First of all, the song is brilliant. The lyrics are funny and pointed and very economical. The music is catchy and memorable. She sings it, of course, wonderfully. But, I think, at least in my experience, the point of the song is off-base, off-kilter, misguided. Here are the lyrics:

Just Pretending
Carolyn Arends and Spencer Capier
Nice shirt, and khaki chinos
Dessert and cappuccinos
SUV, he looks good in it
Driving past his credit limit
She's climbing that Stairmaster
Up to Happy Ever After
Though she never seems to get there
She can't stop
No she can't stop
Why do we try so hard?
Life's not some greeting card
Models and movie stars
They're just pretending
They're just pretending
Family full of achievers
Beat the Jones and be the Cleavers
Give the lawn a manicure
No rough edges, that's for sure
Sunday the whole congregation
Doesn't seem to need salvation
Everybody's just terrific
All the time
All the time
Why do we try so hard?
Life's not some greeting card
Models and movie stars
They're just pretending
They're just pretending
Everybody's under pressure
Got to get our acts together
Living out these scripted roles
Tidy and predictable
What if we just all agreed
To wear our hearts on wrinkled sleeves
And live the mess and mystery
Of a real life
Live real life
Why do we try so hard?
Life's not some greeting card
If we're not who we are
We're just pretending
Why do we try so hard?
Life's not some greeting card
Models and all those movie stars
They're just pretending
They're just pretending
© Songs of Peer, LTD./Mr. Marley's Music (ASCAP)/ Spencer Capier Music (SOCAN)

Two different themes of this song are mistaken, I believe. The first is the idea that everyone has this deeper self that they hide from the world in order to conform with society. I think that, for a majority of people, their fancy car, their lovely house, their chisled bodies really are the things that are foremost in their minds -- not masks of conventionality, but faces of such. It is not for everyone to contemplate the mysteries of the universe. Many people are happy in the shallow waters and would drown in the deep. It is easy to forgive Carolyn and Spencer this point, though. They are artists and are, therefore, more likely to think that everyone wrestles with the whys and ways of the world as much as they.

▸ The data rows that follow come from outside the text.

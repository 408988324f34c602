use tracing::{info, warn};

#[derive(Debug, Clone, Copy, PartialEq, Eq)]
pub enum RunLogEventKind {
    TicketSubmitted,
    StatusObserved,
    AcceptanceSimulated,
    AcceptanceExpired,
    TicketResolved,
    ObservationFailed,
}

#[derive(Debug, Clone, PartialEq)]
pub struct RunLogEvent {
    pub ticket_id: String,
    pub kind: RunLogEventKind,
    pub status: Option<String>,
    pub elapsed_secs: Option<f64>,
}

impl RunLogEvent {
    pub fn new(ticket_id: impl Into<String>, kind: RunLogEventKind) -> Self {
        Self {
            ticket_id: ticket_id.into(),
            kind,
            status: None,
            elapsed_secs: None,
        }
    }

    pub fn with_status(mut self, status: impl Into<String>) -> Self {
        self.status = Some(status.into());
        self
    }

    pub fn with_elapsed_secs(mut self, elapsed_secs: f64) -> Self {
        self.elapsed_secs = Some(elapsed_secs);
        self
    }
}

pub trait RunLogWriter {
    fn write(&mut self, event: RunLogEvent);
}

#[derive(Debug, Default)]
pub struct InMemoryRunLogWriter {
    events: Vec<RunLogEvent>,
}

impl InMemoryRunLogWriter {
    pub fn new() -> Self {
        Self::default()
    }

    pub fn events(&self) -> &[RunLogEvent] {
        &self.events
    }

    pub fn count(&self, kind: RunLogEventKind) -> usize {
        self.events.iter().filter(|event| event.kind == kind).count()
    }
}

impl RunLogWriter for InMemoryRunLogWriter {
    fn write(&mut self, event: RunLogEvent) {
        self.events.push(event);
    }
}

/// Forwards run events to the structured log, tagged with the pool name.
#[derive(Debug, Clone)]
pub struct TracingRunLogWriter {
    pool_name: String,
}

impl TracingRunLogWriter {
    pub fn new(pool_name: impl Into<String>) -> Self {
        Self {
            pool_name: pool_name.into(),
        }
    }
}

impl RunLogWriter for TracingRunLogWriter {
    fn write(&mut self, event: RunLogEvent) {
        let pool = self.pool_name.as_str();
        let ticket_id = event.ticket_id.as_str();
        let status = event.status.as_deref().unwrap_or("-");
        match event.kind {
            RunLogEventKind::TicketSubmitted => info!(pool, ticket_id, "ticket submitted"),
            RunLogEventKind::StatusObserved => info!(pool, ticket_id, status, "ticket status"),
            RunLogEventKind::AcceptanceSimulated => {
                info!(pool, ticket_id, outcome = status, "acceptance simulated")
            }
            RunLogEventKind::AcceptanceExpired => {
                warn!(pool, ticket_id, "pending acceptance expired")
            }
            RunLogEventKind::TicketResolved => info!(
                pool,
                ticket_id,
                status,
                elapsed_secs = event.elapsed_secs.unwrap_or_default(),
                "ticket resolved"
            ),
            RunLogEventKind::ObservationFailed => {
                warn!(pool, ticket_id, error = status, "describe ticket failed")
            }
        }
    }
}

#[cfg(test)]
mod tests {
    use std::sync::{Arc, Mutex};

    use tracing::{Event, Level, Subscriber};
    use tracing_subscriber::layer::{Context, Layer, SubscriberExt};

    use super::{
        InMemoryRunLogWriter, RunLogEvent, RunLogEventKind, RunLogWriter, TracingRunLogWriter,
    };

    /// Records the level of every event it sees.
    #[derive(Clone, Default)]
    struct LevelRecorder {
        levels: Arc<Mutex<Vec<Level>>>,
    }

    impl<S: Subscriber> Layer<S> for LevelRecorder {
        fn on_event(&self, event: &Event<'_>, _ctx: Context<'_, S>) {
            self.levels.lock().unwrap().push(*event.metadata().level());
        }
    }

    fn levels_of(events: Vec<RunLogEvent>) -> Vec<Level> {
        let recorder = LevelRecorder::default();
        let subscriber = tracing_subscriber::registry().with(recorder.clone());
        tracing::subscriber::with_default(subscriber, || {
            let mut writer = TracingRunLogWriter::new("Classic1");
            for event in events {
                writer.write(event);
            }
        });
        let levels = recorder.levels.lock().unwrap().clone();
        levels
    }

    #[test]
    fn status_observations_are_logged_at_info() {
        let levels = levels_of(vec![
            RunLogEvent::new("t-1", RunLogEventKind::TicketSubmitted),
            RunLogEvent::new("t-1", RunLogEventKind::StatusObserved).with_status("SEARCHING"),
            RunLogEvent::new("t-1", RunLogEventKind::AcceptanceExpired),
        ]);

        assert_eq!(levels, vec![Level::INFO, Level::INFO, Level::WARN]);
    }

    #[test]
    fn in_memory_writer_counts_by_kind() {
        let mut writer = InMemoryRunLogWriter::new();
        writer.write(RunLogEvent::new("t-1", RunLogEventKind::StatusObserved).with_status("SEARCHING"));
        writer.write(RunLogEvent::new("t-1", RunLogEventKind::StatusObserved).with_status("COMPLETED"));
        writer.write(
            RunLogEvent::new("t-1", RunLogEventKind::TicketResolved)
                .with_status("COMPLETED")
                .with_elapsed_secs(4.0),
        );

        assert_eq!(writer.count(RunLogEventKind::StatusObserved), 2);
        assert_eq!(writer.count(RunLogEventKind::TicketResolved), 1);
        assert_eq!(writer.events()[2].elapsed_secs, Some(4.0));
    }
}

The second idea is that we have this great obligation to "be who we are" to the world at large. I think that this is one of the more selfish notions of recent years -- that everyone we meet must become burdened with the burdens under which we labor. Call me a throwback to Jane Austen's time, but I think that it is uncivilized merely to grouse to strangers and prostrate ourselves weeping in the presence of casual acquaintances. I have always been more sense than sensibility, I suppose. Nobody wanted to smack Marianne Dashwood more than I throughout that whole novel.

I need to remind myself that Carolyn is from Canada, and maybe in Canada people live these stifled lives of quiet desperation. If so, I might have to move up there, because they certainly do not here in America. Every little pecadillo, every dirty thought or sinful action, is not only brought out to the public in the harsh light of day, but often it is celebrated. I think of that former governor of New Jersey, Jim McGreevey, whose disgusting personal debaucheries are making the circuit of talk shows on his tour promoting the book wherein he lovingly detailed them. Or that vile Mark Foley who circumvented as best he could accepting responsibility for being a degenerate by revealing that he'd been, a) molested by a priest and b) was an alcoholic, anyway. Or those more than five thousand women who just had to let the world know in petition form that, heck yes, they murdered their babies in the womb, and heck yes, they sure were so proud of that fact that they had to shout it out. Here are nasty people who did nasty things either ducking responsibility by revealing intensely personal things to the world or celebrating their nastiness by reveling in the intensely personal things. They do not take the form of "confessions," which are good for the soul and necessary, I believe, but rather are shameless declarations of moral relativism that, frankly, make me wish to puke.

Civility is conscientious self-control, and self-control is the earmark of civilization. You simply cannot have a functioning society wherein people vomit their wretchedness upon the world at large. We have seen, here in America, our culture devolve into a cesspool wherein vice is treated as disease, i.e. without fault attached, and those things which ought to be hidden away deep within for the Holy Spirit to work on are flaunted as quirky eccentricities. Indeed, this country has been a place where people feel, unfortunately, very comfortable "just be[ing] who [they] are." And no one is shamed into suffering the ordeal of civility.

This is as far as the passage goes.